La maltraitance animale, liée à la question climatique et à la pression des marchés sur les éleveurs est un des sujets qui ne peut qu’occuper l’espace public dans l’avenir. 

De tous les nombreux animaux mentionnés dans la Bible, deux d’entre eux soudain se mettent à parler: le serpent du jardin d’Eden qui est à l’origine du récit de la chute et l’ânesse maltraitée du devin Balaam qui prend la parole pour s’en plaindre et voit un ange venir à sa rescousse. Cet épisode rocambolesque sous la forme du conte oriental pose la question, aujourd’hui largement médiatisée, de la cruauté exercée sur l’animal.  

L’ânesse qui parlait  

L’histoire est la suivante: « Le roi de Moab craignant la puissance militaire d’Israël essaie de dévoyer un devin pour qu’il maudisse le peuple élu. Après quelques hésitations le prophète tourmenté se met en route. « … comme il partait, la colère de Dieu s’enflamma et l’ange du Seigneur se posta sur le chemin…. l’ânesse vit l’ange du Seigneur posté sur le chemin, son épée dégainée à la main ; elle quitta le chemin et prit par les champs. Balaam frappa l’ânesse pour la ramener sur le chemin. Alors, l’ange du Seigneur se plaça dans un chemin creux qui passait dans les vignes, entre deux murets. L’ânesse vit l’ange du Seigneur et se serra contre le mur, serrant ainsi le pied de Balaam contre le mur, et Balaam se remit à la frapper. L’ange du Seigneur les dépassa encore une fois et se plaça dans un passage étroit où il n’était possible de dévier ni à droite ni à gauche. L’ânesse vit l’ange du Seigneur et se coucha sous Balaam qui s’enflamma de colère et la frappa de sa cravache. Alors le Seigneur ouvrit la bouche de l’ânesse qui dit à Balaam : « Que t’ai-je fait pour que tu me frappes par trois fois ? » Et Balaam dit à l’ânesse : « C’est que tu t’es moquée de moi ! Ah ! si j’avais à la main une épée, à l’instant je te tuerais ! »  Et l’ânesse dit à Balaam : « Ne suis-je pas ton ânesse, celle que depuis toujours tu ne cesses de monter ? Ai-je l’habitude d’agir ainsi à ton égard ? » Et lui répondit : « Non ! » Alors le Seigneur dessilla les yeux de Balaam qui vit l’ange du Seigneur posté sur le chemin, son épée dégainée à la main. Balaam s’inclina et se prosterna sur son front. L’ange du Seigneur lui dit : « Pourquoi as-tu frappé ton ânesse par trois fois ? L’ânesse m’a vu, elle, et, par trois fois, elle s’est détournée de moi. Si elle ne s’était pas détournée de moi, c’est toi qu’à l’instant j’aurais tué. Mais elle, je l’aurais laissé vivre. «  Nombres 22: 2-24

L’ Ânesse de Balaam, Rembrandt

Dans la littérature biblique l’âne est présenté comme un compagnon fidèle et intuitif duquel on peut dépendre (1S 25:20-35; 2Rs.4:24). Très prudent, doté du sens de l’observation hérité de son ancêtre africain il pouvait comme ici reculer devant un ange armé, mais il pouvait aussi faire office de chien de garde dans l’enclos des brebis et chasser des ennemis plus ordinaires. Pour toutes ces qualités on lui témoignait dans l’antiquité un grand respect, il n’est donc pas étonnant que la tradition l’associe à la naissance du Christ et que ce dernier entre dans Jérusalem monté sur un âne conformément à la parole du prophète Zacharie (Za 9:9). La protection juridique dont il bénéficiait obligeait quiconque témoignant d’une maltraitance à venir le secourir (Ex. 23:5, Dt. 5:14). 
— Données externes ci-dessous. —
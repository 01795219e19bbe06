//! 记录写入服务 - 业务能力层
//!
//! 每道题一个 JSON 文件，先写临时文件再重命名，失败时不留下半个文件。

use std::path::{Path, PathBuf};

use tokio::fs;
use tracing::debug;

use crate::error::{Result, ScrapeError};
use crate::models::{ChapterRef, QuestionRecord};
use crate::parsing::normalize_id;

/// 题目文件名：`{subject}-{chapter_name}-{index}.json`（均已规范化）
pub fn record_file_name(chapter: &ChapterRef, index: usize) -> String {
    format!(
        "{}-{}-{}.json",
        normalize_id(&chapter.subject),
        normalize_id(&chapter.chapter_name),
        index
    )
}

/// 确保章节输出目录存在
pub async fn ensure_dir(dir: &Path) -> Result<()> {
    fs::create_dir_all(dir)
        .await
        .map_err(|e| ScrapeError::io(dir, e))
}

/// 把记录写入 `dir/file_name`，已存在的同名文件会被覆盖
pub async fn write_record(dir: &Path, file_name: &str, record: &QuestionRecord) -> Result<PathBuf> {
    let path = dir.join(file_name);
    let json = serde_json::to_string_pretty(record).map_err(|source| ScrapeError::Serialization {
        path: path.clone(),
        source,
    })?;

    let tmp_path = dir.join(format!("{}.tmp", file_name));
    if let Err(e) = fs::write(&tmp_path, json.as_bytes()).await {
        let _ = fs::remove_file(&tmp_path).await;
        return Err(ScrapeError::io(&tmp_path, e));
    }
    if let Err(e) = fs::rename(&tmp_path, &path).await {
        let _ = fs::remove_file(&tmp_path).await;
        return Err(ScrapeError::io(&path, e));
    }

    debug!("已写入: {}", path.display());
    Ok(path)
}
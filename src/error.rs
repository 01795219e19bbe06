//! 错误类型
//!
//! - `DriverError`：页面驱动层（浏览器 / 假驱动）的错误
//! - `ScrapeError`：抓取流程中的错误，决定失败影响的范围（单题 / 单章节）
//! - `ConfigError`：配置加载错误

use std::path::PathBuf;
use std::time::Duration;

use thiserror::Error;

/// 页面驱动错误
#[derive(Debug, Error)]
pub enum DriverError {
    /// 等待元素出现超时
    #[error("等待元素 `{selector}` 超时 ({timeout:?})")]
    Timeout { selector: String, timeout: Duration },

    /// 导航失败（包括导航超时）
    #[error("导航到 {url} 失败: {reason}")]
    Navigation { url: String, reason: String },

    /// Chrome DevTools 协议错误
    #[error("浏览器协议错误: {0}")]
    Cdp(#[from] chromiumoxide::error::CdpError),

    /// 页面脚本返回了无法识别的结果
    #[error("执行脚本失败: {0}")]
    Script(String),
}

impl DriverError {
    pub fn is_timeout(&self) -> bool {
        matches!(self, DriverError::Timeout { .. })
    }
}

/// 抓取错误
#[derive(Debug, Error)]
pub enum ScrapeError {
    /// 章节列表页中的题目链接没有出现，整个章节放弃
    #[error("章节页面加载超时: {url}: {source}")]
    ChapterLoadTimeout {
        url: String,
        #[source]
        source: DriverError,
    },

    /// 题目页面的题目区域没有出现，只放弃这一道题
    #[error("题目页面加载超时: {url}: {source}")]
    PageLoadTimeout {
        url: String,
        #[source]
        source: DriverError,
    },

    /// 其他驱动错误
    #[error(transparent)]
    Driver(#[from] DriverError),

    /// JSON 序列化失败
    #[error("序列化失败 ({}): {source}", path.display())]
    Serialization {
        path: PathBuf,
        #[source]
        source: serde_json::Error,
    },

    /// 目录创建或文件写入失败
    #[error("文件操作失败 ({}): {source}", path.display())]
    Io {
        path: PathBuf,
        #[source]
        source: std::io::Error,
    },

    /// 题目链接无法解析为绝对地址
    #[error("无法解析链接 {url}: {source}")]
    InvalidUrl {
        url: String,
        #[source]
        source: url::ParseError,
    },
}

impl ScrapeError {
    pub fn io(path: impl Into<PathBuf>, source: std::io::Error) -> Self {
        ScrapeError::Io {
            path: path.into(),
            source,
        }
    }
}

/// 配置错误
#[derive(Debug, Error)]
pub enum ConfigError {
    /// 读取配置文件失败
    #[error("读取配置文件失败 ({}): {source}", path.display())]
    Read {
        path: PathBuf,
        #[source]
        source: std::io::Error,
    },

    /// TOML 解析失败
    #[error("TOML解析失败 ({}): {source}", path.display())]
    Parse {
        path: PathBuf,
        #[source]
        source: toml::de::Error,
    },

    /// 环境变量解析失败
    #[error("环境变量 {var_name} 解析失败: 值 '{value}' 无法转换为 {expected_type}")]
    InvalidEnv {
        var_name: String,
        value: String,
        expected_type: &'static str,
    },
}

/// 抓取结果类型
pub type Result<T, E = ScrapeError> = std::result::Result<T, E>;
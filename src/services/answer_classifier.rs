//! 题型识别与答案提取 - 业务能力层
//!
//! 题型来自题目上的标签文本；正确答案通过多种样式约定判断，
//! 数值题从点击 "Check Answer" 后的题目文本中提取。

use std::sync::LazyLock;

use regex::Regex;

use crate::infrastructure::{find_by_text, selectors, DomElement, DriverResult};
use crate::models::{Answer, QuestionType};

/// 数值答案的文本模式，按顺序尝试
static NUMERIC_ANSWER_PATTERNS: LazyLock<[Regex; 2]> = LazyLock::new(|| {
    [
        Regex::new(r"(?i)Correct answer is\s+([-+]?\d*\.?\d+)").unwrap(),
        Regex::new(r"(?i)Correct Answer\s*[:=]\s*([-+]?\d*\.?\d+)").unwrap(),
    ]
});

const CORRECT_CLASS_KEYWORDS: [&str; 3] = ["correct", "green", "success"];

impl QuestionType {
    /// 根据题型标签识别题型
    pub fn from_badge(badge: &str) -> Self {
        let text = badge.to_lowercase();
        if text.contains("single") {
            QuestionType::McqSingle
        } else if text.contains("more") || text.contains("multiple") {
            QuestionType::McqMultiple
        } else if text.contains("numerical") {
            QuestionType::Numerical
        } else {
            QuestionType::Other
        }
    }
}

/// 判断选项是否正确的三种信号
///
/// 任意一种成立即视为正确，按字段顺序判断。
#[derive(Debug, Clone, Default)]
pub struct CorrectnessSignals {
    pub class: Option<String>,
    pub aria_checked: Option<String>,
    pub has_correct_marker: bool,
}

impl CorrectnessSignals {
    pub fn is_correct(&self) -> bool {
        class_marks_correct(self.class.as_deref())
            || self.aria_checked.as_deref() == Some("true")
            || self.has_correct_marker
    }
}

fn class_marks_correct(class: Option<&str>) -> bool {
    let class = class.unwrap_or_default().to_lowercase();
    CORRECT_CLASS_KEYWORDS.iter().any(|k| class.contains(k))
}

/// 判断页面上的选项是否被标为正确
///
/// 前一个信号成立时不再读取后面的信号。
pub async fn is_correct_option<E: DomElement>(option: &E) -> DriverResult<bool> {
    let mut signals = CorrectnessSignals {
        class: option.attribute("class").await?,
        ..Default::default()
    };
    if signals.is_correct() {
        return Ok(true);
    }

    signals.aria_checked = option.attribute("aria-checked").await?;
    if signals.is_correct() {
        return Ok(true);
    }

    let markers = option.query_all(selectors::OPTION_MARKER).await?;
    signals.has_correct_marker = find_by_text(markers, selectors::OPTION_MARKER_TEXT).await?.is_some();
    Ok(signals.is_correct())
}

/// 由正确选项的标签得到答案值
///
/// - 单选：按选项顺序第一个正确的标签
/// - 多选：所有正确标签排序后直接拼接，例如 `{"c", "a"}` → `"ac"`
/// - 没有正确选项时为 `None`
pub fn pick_choice_answer(kind: QuestionType, correct_labels: &[String]) -> Option<String> {
    if correct_labels.is_empty() {
        return None;
    }
    match kind {
        QuestionType::McqSingle => correct_labels.first().cloned(),
        QuestionType::McqMultiple => {
            let mut labels = correct_labels.to_vec();
            labels.sort();
            Some(labels.concat())
        }
        QuestionType::Numerical | QuestionType::Other => None,
    }
}

/// 从题目文本中提取数值答案
pub fn extract_numeric_answer(text: &str) -> Option<String> {
    NUMERIC_ANSWER_PATTERNS
        .iter()
        .find_map(|re| re.captures(text))
        .and_then(|caps| caps.get(1))
        .map(|m| m.as_str().to_string())
}

/// 读取选项的标签：第一个子 div 的文本，去空白并转小写
pub async fn option_label<E: DomElement>(option: &E) -> DriverResult<String> {
    match option.query(selectors::OPTION_LABEL).await? {
        Some(label) => Ok(label.inner_text().await?.trim().to_lowercase()),
        None => Ok(String::new()),
    }
}

/// 在题目区域中确定答案
///
/// `root` 应是点击 "Check Answer" 之后的题目区域。
pub async fn resolve_answer<E: DomElement>(kind: QuestionType, root: &E) -> DriverResult<Answer> {
    let value = match kind {
        QuestionType::Other => None,
        QuestionType::McqSingle | QuestionType::McqMultiple => {
            let Some(options_root) = root.query(selectors::OPTIONS_ROOT).await? else {
                return Ok(Answer::empty(kind));
            };

            let mut correct = Vec::new();
            for option in options_root.query_all(selectors::OPTION).await? {
                if is_correct_option(&option).await? {
                    correct.push(option_label(&option).await?);
                }
            }
            pick_choice_answer(kind, &correct)
        }
        QuestionType::Numerical => extract_numeric_answer(&root.inner_text().await?),
    };

    Ok(Answer { kind, value })
}
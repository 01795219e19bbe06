use std::fmt::Display;
use std::path::{Path, PathBuf};

/// 从章节路径解析出的章节信息
///
/// 例如 `/past-years/jee/jee-main/physics/circular-motion`：
/// `exam_family = "jee"`, `exam = "jee-main"`, `subject = "physics"`,
/// `chapter_slug = "circular-motion"`, `chapter_name = "circular motion"`。
#[derive(Debug, Clone, Default, PartialEq, Eq)]
pub struct ChapterRef {
    pub exam_family: String,
    /// 考试类型（URL 中的 exam variant）
    pub exam: String,
    pub subject: String,
    pub chapter_slug: String,
    pub chapter_name: String,
}

impl ChapterRef {
    /// 章节输出目录：`{root}/{exam_family}/{exam}/{subject}/{chapter_slug}`
    pub fn output_dir(&self, root: &Path) -> PathBuf {
        root.join(&self.exam_family)
            .join(&self.exam)
            .join(&self.subject)
            .join(&self.chapter_slug)
    }
}

impl Display for ChapterRef {
    fn fmt(&self, f: &mut std::fmt::Formatter<'_>) -> std::fmt::Result {
        write!(f, "{} / {} / {}", self.exam, self.subject, self.chapter_name)
    }
}
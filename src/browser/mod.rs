pub mod connection;
pub mod headless;
pub mod request_filter;
pub mod session;

pub use connection::connect_to_browser;
pub use headless::launch_headless_browser;
pub use request_filter::{BlockRule, RequestFilter};
pub use session::BrowserSession;
//! 失败记录服务 - 业务能力层
//!
//! 把抓取失败的题目链接和错误信息追加到文本文件，方便之后单独处理。

use anyhow::Result;
use std::fs::OpenOptions;
use std::io::Write;
use tracing::debug;

pub struct FailureLog {
    path: String,
}

impl FailureLog {
    /// 使用自定义文件路径创建
    pub fn with_path(path: impl Into<String>) -> Self {
        Self { path: path.into() }
    }

    /// 追加一条失败记录：`时间 | 链接 | 错误`
    pub fn write(&self, url: &str, error: &dyn std::fmt::Display) -> Result<()> {
        debug!("写入失败记录: {}", url);

        let mut file = OpenOptions::new()
            .create(true)
            .append(true)
            .open(&self.path)?;

        let line = format!(
            "{} | {} | {}\n",
            chrono::Local::now().format("%Y-%m-%d %H:%M:%S"),
            url,
            error.to_string().replace('\n', " ")
        );
        file.write_all(line.as_bytes())?;

        Ok(())
    }
}
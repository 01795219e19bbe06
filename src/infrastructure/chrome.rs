//! chromiumoxide 实现的页面驱动 - 基础设施层
//!
//! 持有唯一的 page 资源，只暴露能力，不认识题目和章节。

use std::time::Duration;

use chromiumoxide::{Element, Page};
use tokio::time::{sleep, timeout, Instant};
use tracing::debug;

use super::driver::{DomElement, DriverResult, PageDriver};
use crate::error::DriverError;

/// 轮询元素的间隔
const POLL_INTERVAL: Duration = Duration::from_millis(100);

const NEXT_SIBLING_HTML_JS: &str = r#"
    function() {
        const next = this.nextElementSibling;
        return next ? next.innerHTML : null;
    }
"#;

/// 基于 chromiumoxide 的页面
pub struct ChromePage {
    page: Page,
}

impl ChromePage {
    pub fn new(page: Page) -> Self {
        Self { page }
    }
}

impl PageDriver for ChromePage {
    type Element = ChromeElement;

    async fn navigate(&self, url: &str, limit: Duration) -> DriverResult<()> {
        debug!("导航到: {}", url);
        match timeout(limit, self.page.goto(url)).await {
            Ok(Ok(_)) => Ok(()),
            Ok(Err(e)) => Err(DriverError::Navigation {
                url: url.to_string(),
                reason: e.to_string(),
            }),
            Err(_) => Err(DriverError::Navigation {
                url: url.to_string(),
                reason: format!("超时 ({:?})", limit),
            }),
        }
    }

    async fn wait_for_selector(&self, selector: &str, limit: Duration) -> DriverResult<ChromeElement> {
        let deadline = Instant::now() + limit;
        loop {
            match self.query(selector).await {
                Ok(Some(element)) => return Ok(element),
                Ok(None) => {}
                // 页面仍在加载时文档可能被替换，忽略这类瞬时错误
                Err(e) => debug!("查询 `{}` 失败，继续等待: {}", selector, e),
            }

            if Instant::now() >= deadline {
                return Err(DriverError::Timeout {
                    selector: selector.to_string(),
                    timeout: limit,
                });
            }
            sleep(POLL_INTERVAL).await;
        }
    }

    async fn query(&self, selector: &str) -> DriverResult<Option<ChromeElement>> {
        Ok(self.query_all(selector).await?.into_iter().next())
    }

    async fn query_all(&self, selector: &str) -> DriverResult<Vec<ChromeElement>> {
        let elements = self.page.find_elements(selector).await?;
        Ok(elements.into_iter().map(ChromeElement::new).collect())
    }

    async fn pause(&self, duration: Duration) {
        sleep(duration).await;
    }
}

/// 基于 chromiumoxide 的元素
pub struct ChromeElement {
    element: Element,
}

impl ChromeElement {
    pub fn new(element: Element) -> Self {
        Self { element }
    }
}

impl DomElement for ChromeElement {
    async fn inner_text(&self) -> DriverResult<String> {
        Ok(self.element.inner_text().await?.unwrap_or_default())
    }

    async fn inner_html(&self) -> DriverResult<String> {
        Ok(self.element.inner_html().await?.unwrap_or_default())
    }

    async fn attribute(&self, name: &str) -> DriverResult<Option<String>> {
        Ok(self.element.attribute(name).await?)
    }

    async fn query(&self, selector: &str) -> DriverResult<Option<Self>> {
        Ok(self.query_all(selector).await?.into_iter().next())
    }

    async fn query_all(&self, selector: &str) -> DriverResult<Vec<Self>> {
        let elements = self.element.find_elements(selector).await?;
        Ok(elements.into_iter().map(ChromeElement::new).collect())
    }

    async fn click(&self) -> DriverResult<()> {
        self.element.click().await?;
        Ok(())
    }

    async fn next_sibling_html(&self) -> DriverResult<Option<String>> {
        let returns = self.element.call_js_fn(NEXT_SIBLING_HTML_JS, false).await?;
        match returns.result.value {
            None | Some(serde_json::Value::Null) => Ok(None),
            Some(serde_json::Value::String(html)) => Ok(Some(html)),
            Some(other) => Err(DriverError::Script(format!(
                "nextElementSibling 返回了非字符串结果: {}",
                other
            ))),
        }
    }
}
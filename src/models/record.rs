use serde::{Deserialize, Serialize};

/// 记录来源标识
pub const SOURCE: &str = "examgoal";

/// 题型
#[derive(Debug, Clone, Copy, PartialEq, Eq, Serialize, Deserialize)]
#[serde(rename_all = "snake_case")]
pub enum QuestionType {
    McqSingle,
    McqMultiple,
    Numerical,
    Other,
}

/// 分值（站点不提供，保留字段）
#[derive(Debug, Clone, Default, PartialEq, Serialize, Deserialize)]
pub struct Marks {
    pub positive: Option<f64>,
    pub negative: Option<f64>,
}

#[derive(Debug, Clone, Default, PartialEq, Serialize, Deserialize)]
pub struct QuestionMetadata {
    pub exam: String,
    pub year: String,
    pub mode: String,
    /// 始终为空，保留字段
    pub date: String,
    pub shift: String,
    pub marks: Marks,
}

#[derive(Debug, Clone, PartialEq, Eq, Serialize, Deserialize)]
pub struct QuestionOption {
    pub label: String,
    pub html: String,
}

#[derive(Debug, Clone, PartialEq, Eq, Serialize, Deserialize)]
pub struct Answer {
    #[serde(rename = "type")]
    pub kind: QuestionType,
    pub value: Option<String>,
}

impl Answer {
    pub fn empty(kind: QuestionType) -> Self {
        Self { kind, value: None }
    }
}

/// 一道题的完整记录，每道题写入一个 JSON 文件
#[derive(Debug, Clone, PartialEq, Serialize, Deserialize)]
pub struct QuestionRecord {
    pub id: String,
    pub source: String,
    pub subject: String,
    pub chapter: String,
    pub question_type: QuestionType,
    pub metadata: QuestionMetadata,
    pub question_html: String,
    pub options: Vec<QuestionOption>,
    pub answer: Answer,
    pub explanation_html: String,
}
L’homme occupant le centre de l’univers ou comment éluder la question de la maltraitance animale

Comment donc comprendre ce récit des déboires de ce devin et de son ânesse parlante ? Le rabbin Laura Duhan Kaplan dans son Biblical Soul-Making through Hillman’s Lens cite longuement J. Hillman, qui adopte une lecture psychologisante. Hillman comprend l’histoire de Balaam comme une illustration des tourments  intérieurs du devin tiraillé à l’idée de se vendre à l’ennemi au risque du courroux divin. Selon lui, le devin projette sur son ânesse sa confusion mentale. Grâce à cette externalisation de ses sentiments il voit enfin la réalité, un processus qu’Hillman appelle « Soul-Making » ou construction de l’intériorité.

Comme on pouvait s’y attendre cette interprétation anthropo-centrée typique des années 70 minore le rôle de l’ânesse pour se concentrer sur les tourments de l’homme. L’homme dont seul la souffrance compte et par qui tout se mesure semble penser Hillman. Mais venant du champ de la psychologie comment pourrait-il en être autrement ? 

Sans la perception supra sensorielle de son ânesse Balaam serait mort.

Dans cette histoire extravagante et délicieuse les rôles respectifs de l’homme et de l’animal sont inversés. C’est l’ânesse qui est dans le vrai et l’homme dans l’erreur. Balaam le voyant ne voit rien, manière de dire que ces devins et voyants ne sont que des charlatans, l’ânesse elle voit, et sans la perception supra sensorielle de son ânesse Balaam serait mort. C’est elle qui voit l’ange avec son épée tirée et c’est elle qui prend la décision adéquate.  Le devin lui est aveuglé par son anthropocentrisme qui ne lui permet pas d’imaginer une seule seconde que l’animal saurait quelque chose qu’il ne voit pas lui le voyant. Ulcéré il se laisse aller à la violence.  Ce n’est qu’avec le dialogue avec l’ânesse qu’il commence à entrevoir la réalité et passe d’un rapport de subordination à quelque chose plus approchant de la complémentarité. 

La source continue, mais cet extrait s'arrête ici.